A Little Depth Goes a Long Way: the Expressive Power of Log-Depth Transformers

Authors: Anonymous (I’m not one of them).

Abstract:

Most analysis of transformer expressivity treats the depth (number of layers) of a model as a fixed constant, and analyzes the kinds of problems such models can solve across inputs of unbounded length. In practice, however, the context length of a trained transformer model is bounded. Thus, a more pragmatic question is: What kinds of computation can a transformer perform on inputs of bounded length? We formalize this by studying highly uniform transformers where the depth can grow minimally with context length. In this regime, we show that transformers with depth O(log⁡C) can, in fact, compute solutions to two important problems for inputs bounded by some max context length C, namely simulating finite automata, which relates to the ability to track state, and graph connectivity, which underlies multi-step reasoning.
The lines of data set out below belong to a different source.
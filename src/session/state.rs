//! One player's attempt at one puzzle

use crate::core::{CellStatus, Grid, Position, Solution};
use crate::feedback::{is_won, recolor};
use std::fmt;
use thiserror::Error;
use tracing::info;

/// Where a session stands
#[derive(Debug, Clone, Copy, PartialEq, Eq, Hash)]
pub enum SessionStatus {
    Playing,
    Won,
    Lost,
}

impl SessionStatus {
    #[must_use]
    pub const fn is_terminal(self) -> bool {
        !matches!(self, Self::Playing)
    }
}

impl fmt::Display for SessionStatus {
    fn fmt(&self, f: &mut fmt::Formatter<'_>) -> fmt::Result {
        match self {
            Self::Playing => write!(f, "playing"),
            Self::Won => write!(f, "won"),
            Self::Lost => write!(f, "lost"),
        }
    }
}

/// Rejected swap requests
#[derive(Debug, Clone, PartialEq, Eq, Error)]
pub enum SwapError {
    #[error("cannot swap a cell with itself")]
    SameCell,
    #[error("cell {position} is outside the grid")]
    OutOfBounds { position: Position },
    #[error("cell {position} is a gap")]
    GapCell { position: Position },
    #[error("cell {position} is already correct")]
    LockedCell { position: Position },
    #[error("the game is over ({status})")]
    SessionOver { status: SessionStatus },
}

/// Current grid, remaining swaps and status for one puzzle
#[derive(Debug, Clone, PartialEq, Eq)]
pub struct GameSession {
    puzzle_id: u32,
    solution: Solution,
    grid: Grid,
    swaps_remaining: u32,
    status: SessionStatus,
}

impl GameSession {
    /// Start a session from an initial grid
    ///
    /// The grid is recolored against the solution; an already-solved grid starts `Won`
    /// and a zero budget starts `Lost`.
    #[must_use]
    pub fn new(puzzle_id: u32, solution: Solution, initial: &Grid, swap_budget: u32) -> Self {
        let grid = recolor(initial, &solution);
        let status = if is_won(&grid) {
            SessionStatus::Won
        } else if swap_budget == 0 {
            SessionStatus::Lost
        } else {
            SessionStatus::Playing
        };

        Self {
            puzzle_id,
            solution,
            grid,
            swaps_remaining: swap_budget,
            status,
        }
    }

    #[must_use]
    pub const fn puzzle_id(&self) -> u32 {
        self.puzzle_id
    }

    #[must_use]
    pub const fn grid(&self) -> &Grid {
        &self.grid
    }

    #[must_use]
    pub const fn solution(&self) -> &Solution {
        &self.solution
    }

    #[must_use]
    pub const fn swaps_remaining(&self) -> u32 {
        self.swaps_remaining
    }

    #[must_use]
    pub const fn status(&self) -> SessionStatus {
        self.status
    }

    /// Check a swap without applying it
    ///
    /// # Errors
    /// Returns `SwapError` for terminal sessions, identical cells, out-of-bounds or
    /// gap cells, and cells that are already correct.
    pub fn validate_swap(&self, a: Position, b: Position) -> Result<(), SwapError> {
        if self.status.is_terminal() {
            return Err(SwapError::SessionOver {
                status: self.status,
            });
        }
        if a == b {
            return Err(SwapError::SameCell);
        }
        self.validate_tile(a)?;
        self.validate_tile(b)
    }

    /// Check that one cell may take part in a swap
    ///
    /// # Errors
    /// Returns `SwapError` for terminal sessions, out-of-bounds or gap cells, and
    /// cells that are already correct.
    pub fn validate_tile(&self, position: Position) -> Result<(), SwapError> {
        if self.status.is_terminal() {
            return Err(SwapError::SessionOver {
                status: self.status,
            });
        }
        if !position.in_bounds() {
            return Err(SwapError::OutOfBounds { position });
        }
        if position.is_gap() {
            return Err(SwapError::GapCell { position });
        }
        if self.grid.status(position) == CellStatus::Correct {
            return Err(SwapError::LockedCell { position });
        }
        Ok(())
    }

    /// Swap two cells, recolor, spend one swap and update the status
    ///
    /// # Errors
    /// Returns `SwapError` if the swap is rejected by [`Self::validate_swap`]; the
    /// session is left unchanged.
    pub fn apply_swap(&mut self, a: Position, b: Position) -> Result<SessionStatus, SwapError> {
        self.validate_swap(a, b)?;

        self.grid = recolor(&self.grid.swapped(a, b), &self.solution);
        self.swaps_remaining = self.swaps_remaining.saturating_sub(1);

        if is_won(&self.grid) {
            self.status = SessionStatus::Won;
        } else if self.swaps_remaining == 0 {
            self.status = SessionStatus::Lost;
        }

        if self.status.is_terminal() {
            info!(
                puzzle = self.puzzle_id,
                status = %self.status,
                swaps_remaining = self.swaps_remaining,
                "session finished"
            );
        }

        Ok(self.status)
    }
}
Notably, both of these problems have previously been proven to be asymptotically beyond the reach of fixed depth transformers under standard complexity conjectures, yet empirically transformer models can successfully track state and perform multi-hop reasoning on short contexts. Our novel analysis thus explains how transformer models may rely on depth to feasibly solve problems up to bounded context that they cannot solve over long contexts. It makes actionable suggestions for practitioners as to how to minimally scale the depth of a transformer to support reasoning over long contexts, and also argues for dynamically unrolling depth as a more effective way of adding compute compared to increasing model dimension or adding a short chain of thought.